[Records from a data source]
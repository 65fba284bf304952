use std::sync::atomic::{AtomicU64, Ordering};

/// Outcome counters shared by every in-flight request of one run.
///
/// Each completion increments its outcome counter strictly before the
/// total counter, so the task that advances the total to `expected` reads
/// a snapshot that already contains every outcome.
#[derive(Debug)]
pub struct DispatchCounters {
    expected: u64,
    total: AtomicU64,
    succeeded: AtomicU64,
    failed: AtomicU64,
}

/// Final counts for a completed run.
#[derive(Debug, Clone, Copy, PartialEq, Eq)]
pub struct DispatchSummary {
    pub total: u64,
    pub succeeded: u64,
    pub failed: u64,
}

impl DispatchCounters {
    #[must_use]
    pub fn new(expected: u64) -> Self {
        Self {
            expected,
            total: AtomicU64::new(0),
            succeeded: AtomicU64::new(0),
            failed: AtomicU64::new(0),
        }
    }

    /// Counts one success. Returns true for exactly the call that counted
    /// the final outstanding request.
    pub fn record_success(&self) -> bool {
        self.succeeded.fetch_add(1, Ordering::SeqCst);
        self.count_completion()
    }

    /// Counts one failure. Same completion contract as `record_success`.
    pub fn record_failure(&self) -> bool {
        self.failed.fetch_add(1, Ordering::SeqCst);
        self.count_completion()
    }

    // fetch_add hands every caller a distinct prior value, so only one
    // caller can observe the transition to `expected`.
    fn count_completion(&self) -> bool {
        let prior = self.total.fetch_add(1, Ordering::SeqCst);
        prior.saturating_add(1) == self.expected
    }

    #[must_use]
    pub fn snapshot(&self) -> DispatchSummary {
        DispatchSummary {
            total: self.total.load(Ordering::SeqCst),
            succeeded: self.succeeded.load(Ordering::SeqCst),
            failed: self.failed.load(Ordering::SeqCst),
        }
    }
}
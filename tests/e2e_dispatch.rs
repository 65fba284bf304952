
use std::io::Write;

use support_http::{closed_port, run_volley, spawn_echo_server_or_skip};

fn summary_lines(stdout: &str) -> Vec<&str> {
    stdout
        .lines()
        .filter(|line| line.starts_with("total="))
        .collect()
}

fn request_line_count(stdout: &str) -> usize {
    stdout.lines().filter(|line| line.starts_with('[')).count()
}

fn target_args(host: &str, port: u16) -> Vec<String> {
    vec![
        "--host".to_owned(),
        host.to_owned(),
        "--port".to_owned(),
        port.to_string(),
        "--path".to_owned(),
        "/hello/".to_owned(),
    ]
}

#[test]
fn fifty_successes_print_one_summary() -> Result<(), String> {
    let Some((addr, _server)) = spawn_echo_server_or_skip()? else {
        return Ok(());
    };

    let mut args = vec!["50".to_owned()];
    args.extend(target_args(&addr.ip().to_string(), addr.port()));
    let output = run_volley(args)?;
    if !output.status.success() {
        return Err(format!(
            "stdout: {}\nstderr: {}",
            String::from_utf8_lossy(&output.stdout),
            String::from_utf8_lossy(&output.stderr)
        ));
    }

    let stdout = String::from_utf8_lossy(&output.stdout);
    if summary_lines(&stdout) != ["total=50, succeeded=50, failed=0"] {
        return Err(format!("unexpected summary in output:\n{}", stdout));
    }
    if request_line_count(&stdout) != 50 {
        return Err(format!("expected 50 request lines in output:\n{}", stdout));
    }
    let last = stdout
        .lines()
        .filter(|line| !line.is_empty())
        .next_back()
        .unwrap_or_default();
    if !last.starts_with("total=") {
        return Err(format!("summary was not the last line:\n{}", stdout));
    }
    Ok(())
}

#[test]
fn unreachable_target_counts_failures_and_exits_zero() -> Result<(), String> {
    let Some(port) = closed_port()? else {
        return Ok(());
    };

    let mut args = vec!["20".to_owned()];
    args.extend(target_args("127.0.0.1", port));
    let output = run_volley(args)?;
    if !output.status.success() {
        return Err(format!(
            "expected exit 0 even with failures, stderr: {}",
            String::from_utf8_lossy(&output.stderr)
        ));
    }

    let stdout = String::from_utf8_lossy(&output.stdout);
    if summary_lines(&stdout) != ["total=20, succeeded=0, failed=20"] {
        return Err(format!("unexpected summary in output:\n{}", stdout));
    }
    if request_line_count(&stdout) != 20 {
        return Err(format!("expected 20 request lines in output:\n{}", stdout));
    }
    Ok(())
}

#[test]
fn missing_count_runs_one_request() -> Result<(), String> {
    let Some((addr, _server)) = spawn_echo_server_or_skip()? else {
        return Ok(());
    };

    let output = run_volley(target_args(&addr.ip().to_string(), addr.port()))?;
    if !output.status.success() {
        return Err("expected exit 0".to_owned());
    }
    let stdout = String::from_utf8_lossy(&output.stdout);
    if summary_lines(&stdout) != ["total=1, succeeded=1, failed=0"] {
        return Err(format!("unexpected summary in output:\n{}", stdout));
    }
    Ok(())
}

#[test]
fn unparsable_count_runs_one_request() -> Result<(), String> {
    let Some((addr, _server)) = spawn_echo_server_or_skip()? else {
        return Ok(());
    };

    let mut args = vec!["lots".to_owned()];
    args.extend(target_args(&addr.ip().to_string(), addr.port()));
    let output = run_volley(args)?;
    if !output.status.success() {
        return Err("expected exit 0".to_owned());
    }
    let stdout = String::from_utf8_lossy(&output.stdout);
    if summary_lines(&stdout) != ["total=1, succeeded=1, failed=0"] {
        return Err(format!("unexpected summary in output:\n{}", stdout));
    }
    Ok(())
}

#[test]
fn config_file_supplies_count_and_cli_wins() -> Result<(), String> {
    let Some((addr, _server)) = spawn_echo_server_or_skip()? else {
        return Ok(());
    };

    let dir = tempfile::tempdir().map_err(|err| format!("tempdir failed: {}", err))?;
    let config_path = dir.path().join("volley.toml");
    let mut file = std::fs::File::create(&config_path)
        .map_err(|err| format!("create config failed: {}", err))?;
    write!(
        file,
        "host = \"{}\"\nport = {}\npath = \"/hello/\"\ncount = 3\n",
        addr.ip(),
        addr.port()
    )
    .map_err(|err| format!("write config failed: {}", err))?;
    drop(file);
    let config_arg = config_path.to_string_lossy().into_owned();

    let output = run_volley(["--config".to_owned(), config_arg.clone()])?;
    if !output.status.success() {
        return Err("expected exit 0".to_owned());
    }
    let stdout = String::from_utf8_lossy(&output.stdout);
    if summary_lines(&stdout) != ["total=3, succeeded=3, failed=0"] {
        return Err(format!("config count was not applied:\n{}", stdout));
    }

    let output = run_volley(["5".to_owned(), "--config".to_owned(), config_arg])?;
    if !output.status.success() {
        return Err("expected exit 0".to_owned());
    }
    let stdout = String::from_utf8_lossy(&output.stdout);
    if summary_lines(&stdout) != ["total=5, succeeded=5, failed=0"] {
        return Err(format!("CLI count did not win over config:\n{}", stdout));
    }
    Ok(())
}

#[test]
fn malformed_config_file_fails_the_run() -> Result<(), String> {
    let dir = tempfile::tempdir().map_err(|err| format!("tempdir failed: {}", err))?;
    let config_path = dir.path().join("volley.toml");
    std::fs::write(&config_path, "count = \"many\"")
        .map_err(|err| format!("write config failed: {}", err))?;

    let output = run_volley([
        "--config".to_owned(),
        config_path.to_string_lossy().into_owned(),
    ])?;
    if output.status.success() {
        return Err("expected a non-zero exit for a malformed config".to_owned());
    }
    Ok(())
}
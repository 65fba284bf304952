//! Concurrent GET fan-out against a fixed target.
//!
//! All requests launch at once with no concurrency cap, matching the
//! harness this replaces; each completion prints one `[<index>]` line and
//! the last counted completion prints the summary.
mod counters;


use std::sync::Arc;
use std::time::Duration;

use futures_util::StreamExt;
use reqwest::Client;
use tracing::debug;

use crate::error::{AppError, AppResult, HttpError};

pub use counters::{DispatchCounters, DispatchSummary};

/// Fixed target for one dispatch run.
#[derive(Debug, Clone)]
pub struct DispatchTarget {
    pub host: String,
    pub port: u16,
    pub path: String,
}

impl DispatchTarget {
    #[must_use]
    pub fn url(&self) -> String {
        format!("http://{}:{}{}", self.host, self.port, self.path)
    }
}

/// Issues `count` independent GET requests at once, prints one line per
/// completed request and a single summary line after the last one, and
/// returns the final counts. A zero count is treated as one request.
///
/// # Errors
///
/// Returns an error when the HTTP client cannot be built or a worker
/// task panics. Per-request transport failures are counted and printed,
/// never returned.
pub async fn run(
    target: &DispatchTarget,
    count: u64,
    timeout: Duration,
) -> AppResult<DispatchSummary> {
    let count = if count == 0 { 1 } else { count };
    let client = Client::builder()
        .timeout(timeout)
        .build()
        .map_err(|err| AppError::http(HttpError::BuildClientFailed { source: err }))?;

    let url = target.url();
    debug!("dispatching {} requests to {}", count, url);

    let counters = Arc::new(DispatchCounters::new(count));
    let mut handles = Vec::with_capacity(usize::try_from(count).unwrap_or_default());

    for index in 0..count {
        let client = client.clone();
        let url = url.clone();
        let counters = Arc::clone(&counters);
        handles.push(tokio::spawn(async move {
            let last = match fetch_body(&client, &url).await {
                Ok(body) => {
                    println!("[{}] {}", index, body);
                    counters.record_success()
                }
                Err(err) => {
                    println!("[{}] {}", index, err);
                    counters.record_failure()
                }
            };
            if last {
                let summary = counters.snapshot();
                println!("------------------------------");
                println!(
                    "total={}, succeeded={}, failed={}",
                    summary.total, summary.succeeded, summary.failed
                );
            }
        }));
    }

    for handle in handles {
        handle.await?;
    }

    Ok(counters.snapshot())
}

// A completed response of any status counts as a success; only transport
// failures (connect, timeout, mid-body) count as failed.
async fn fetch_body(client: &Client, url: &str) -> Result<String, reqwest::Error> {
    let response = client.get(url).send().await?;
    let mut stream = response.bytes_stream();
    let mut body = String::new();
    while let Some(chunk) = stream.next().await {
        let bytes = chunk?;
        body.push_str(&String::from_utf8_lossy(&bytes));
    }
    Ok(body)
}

▸ **EXERCISE DETAILS**: Copy, exactly and only, the lines above that begin with the one containing "if request_line_count(&stdout) != 20" and finish with the one containing "let mut file".

▸ **EXERCISE RESULT**:
    if request_line_count(&stdout) != 20 {
        return Err(format!("expected 20 request lines in output:\n{}", stdout));
    }
    Ok(())
}

#[test]
fn missing_count_runs_one_request() -> Result<(), String> {
    let Some((addr, _server)) = spawn_echo_server_or_skip()? else {
        return Ok(());
    };

    let output = run_volley(target_args(&addr.ip().to_string(), addr.port()))?;
    if !output.status.success() {
        return Err("expected exit 0".to_owned());
    }
    let stdout = String::from_utf8_lossy(&output.stdout);
    if summary_lines(&stdout) != ["total=1, succeeded=1, failed=0"] {
        return Err(format!("unexpected summary in output:\n{}", stdout));
    }
    Ok(())
}

#[test]
fn unparsable_count_runs_one_request() -> Result<(), String> {
    let Some((addr, _server)) = spawn_echo_server_or_skip()? else {
        return Ok(());
    };

    let mut args = vec!["lots".to_owned()];
    args.extend(target_args(&addr.ip().to_string(), addr.port()));
    let output = run_volley(args)?;
    if !output.status.success() {
        return Err("expected exit 0".to_owned());
    }
    let stdout = String::from_utf8_lossy(&output.stdout);
    if summary_lines(&stdout) != ["total=1, succeeded=1, failed=0"] {
        return Err(format!("unexpected summary in output:\n{}", stdout));
    }
    Ok(())
}

#[test]
fn config_file_supplies_count_and_cli_wins() -> Result<(), String> {
    let Some((addr, _server)) = spawn_echo_server_or_skip()? else {
        return Ok(());
    };

    let dir = tempfile::tempdir().map_err(|err| format!("tempdir failed: {}", err))?;
    let config_path = dir.path().join("volley.toml");
    let mut file = std::fs::File::create(&config_path)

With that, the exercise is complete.